Ink on the Skin, Ink on the Page

When I was 21, I decided to get a tattoo. It was 1991 and I was a third year freshman in college. You might recognize this image as the logo for Led Zeppelin’s record label, Swan Song.

After 21 years I still love the music of Zeppelin and I still kind of like my tattoo. Through the years it has meant many different things to me.


In my twenties, it was an homage to my favorite band. Like many young people, I used music as a means to craft a sense of identity. Metallica, Guns n Roses, Rage Against the Machine- my musical influences reflected my lifestyle- fast and hard.


Later, after finishing graduate school and beginning my professional career, it reminded me of Icarus, the mythological character who flew too close to the sun with wax wings. He fell into the sea and drowned. This tattoo gave me a warning about the dangers of blind ambition and excessive pride. I chose to ignore the warning.

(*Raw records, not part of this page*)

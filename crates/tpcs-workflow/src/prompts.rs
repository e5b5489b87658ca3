//! Prompt text for each step.
//!
//! Every prompt is a system instruction plus a single user message with
//! the note and the relevant reference material interpolated. The response
//! formats requested here are what [`crate::parse`] reads back.

use tpcs_core::context::StagingContext;
use tpcs_core::models::case::{CriteriaFindings, Identification, StageAssessment};

/// Sentence the extraction prompt asks for when no covered category fits.
pub const NOT_COVERED_SENTENCE: &str =
    "THIS CANCER TYPE IS NOT COVERED BY THE TORONTO PEDIATRIC CANCER STAGING SYSTEM";

#[derive(Debug, Clone, PartialEq, Eq)]
pub struct Prompt {
    pub system: String,
    pub user: String,
}

pub fn identify(ctx: &StagingContext, note: &str) -> Prompt {
    let categories: Vec<&str> = ctx.table.categories().collect();
    let system = format!(
        "You are a pediatric oncologist who identifies cancer types in medical notes \
and maps them to standardized categories.\n\
\n\
The Toronto Pediatric Cancer Staging System covers only these categories:\n\
{categories}\n\
\n\
Specific diagnoses map to categories as follows:\n\
{synonyms}\n\
Always check whether the diagnosis maps to one of the covered categories. \
If it does not, include this sentence verbatim in your answer:\n\
{NOT_COVERED_SENTENCE}\n\
\n\
Answer with one labeled field per line:\n\
Cancer Type: <diagnosis as written in the note>\n\
Standardized Category: <one covered category name, exactly as listed>\n\
Primary Site: <anatomic site of the primary tumor>\n\
Metastasis Sites: <sites of metastasis, or None identified>\n\
Extracted Stage: <stage explicitly written in the note, or Not mentioned>",
        categories = categories.join(", "),
        synonyms = ctx.synonyms.reference_text(),
    );

    let user = format!(
        "Analyze this medical note and identify the cancer type and the fields above. \
If several cancers are mentioned, report the primary diagnosis.\n\
\n\
Medical Note:\n{note}"
    );

    Prompt { system, user }
}

pub fn criteria(ctx: &StagingContext, category: &str, note: &str) -> Prompt {
    let system = format!(
        "You are a pediatric oncology staging specialist. You analyze medical notes \
for the staging criteria of {category} under the Toronto Pediatric Cancer Staging System.\n\
\n\
Valid stages per category:\n\
{terminology}",
        terminology = ctx.table.stage_terminology_text(),
    );

    let reference = ctx
        .table
        .entry_json(category)
        .unwrap_or_else(|| "{}".to_string());
    let user = format!(
        "Identify which staging criteria for {category} are present in this note.\n\
\n\
Medical Note:\n{note}\n\
\n\
Toronto staging criteria for {category}:\n{reference}\n\
\n\
Write one line per criterion: the criterion, then present, absent, or unknown, \
then the supporting excerpt from the note."
    );

    Prompt { system, user }
}

pub fn stage(ctx: &StagingContext, category: &str, note: &str, findings: &str) -> Prompt {
    let reference = ctx
        .table
        .entry_json(category)
        .unwrap_or_else(|| "{}".to_string());
    let stage_names = ctx.table.stage_names(category).join(", ");
    let system = format!(
        "You are a pediatric oncology staging expert for the Toronto Pediatric Cancer \
Staging System. You determine the stage of {category} from the criteria found in a note.\n\
\n\
Stages and criteria for {category}:\n{reference}"
    );

    let user = format!(
        "Using the criteria analysis below, determine the Toronto stage for this \
{category} case.\n\
\n\
Medical Note:\n{note}\n\
\n\
Criteria Analysis:\n{findings}\n\
\n\
Start your answer with a line of the form\n\
Stage: <one of {stage_names}>\n\
or \"Stage: Insufficient information\" if the note does not allow a decision, \
then explain in detail how you reached it."
    );

    Prompt { system, user }
}

pub fn report(
    note: &str,
    identification: &Identification,
    criteria: &CriteriaFindings,
    assessment: &StageAssessment,
) -> Prompt {
    let system = "You are a pediatric oncology report specialist. You write clear, \
professional staging reports for medical records: comprehensive, but focused on the \
most important clinical information."
        .to_string();

    let user = format!(
        "Write a professional cancer staging report from the following information.\n\
\n\
Cancer Type: {cancer_type}\n\
Standardized Category: {category}\n\
Primary Site: {primary_site}\n\
Metastasis Sites: {metastasis}\n\
Stage Stated in Note (EMR): {emr_stage}\n\
Calculated Stage: {stage}\n\
\n\
Criteria Findings:\n{criteria}\n\
\n\
Staging Explanation:\n{explanation}\n\
\n\
Medical Note:\n{note}",
        cancer_type = identification.cancer_type,
        category = identification.category_label(),
        primary_site = identification.primary_site,
        metastasis = identification.metastasis_sites,
        emr_stage = identification.emr_stage,
        stage = assessment.stage,
        criteria = criteria.as_text(),
        explanation = assessment.explanation,
    );

    Prompt { system, user }
}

In my mid-thirties, I had the first of two children and this tattoo became the good angel, sitting on my shoulder, reminding me of the necessity of making the right choices. Or at least that was the intent. Given the choices that I made, perhaps it was a fallen angel, tempting me to do things that caused me to fail. My divorce would seem to argue for that interpretation.


Through the years I have often been asked if the angel was flying upward or falling downward. My answer is YES. It depends upon your interpretation.

Today, this slightly blurring, subcutaneous ink is a reality check. It is a reminder of the war that is going on between good and evil every day. It is a reminder that we live among the fallen, but we have a way out. My tattoo is Gadreel, or Ariel. You will have to read the book to decide which one.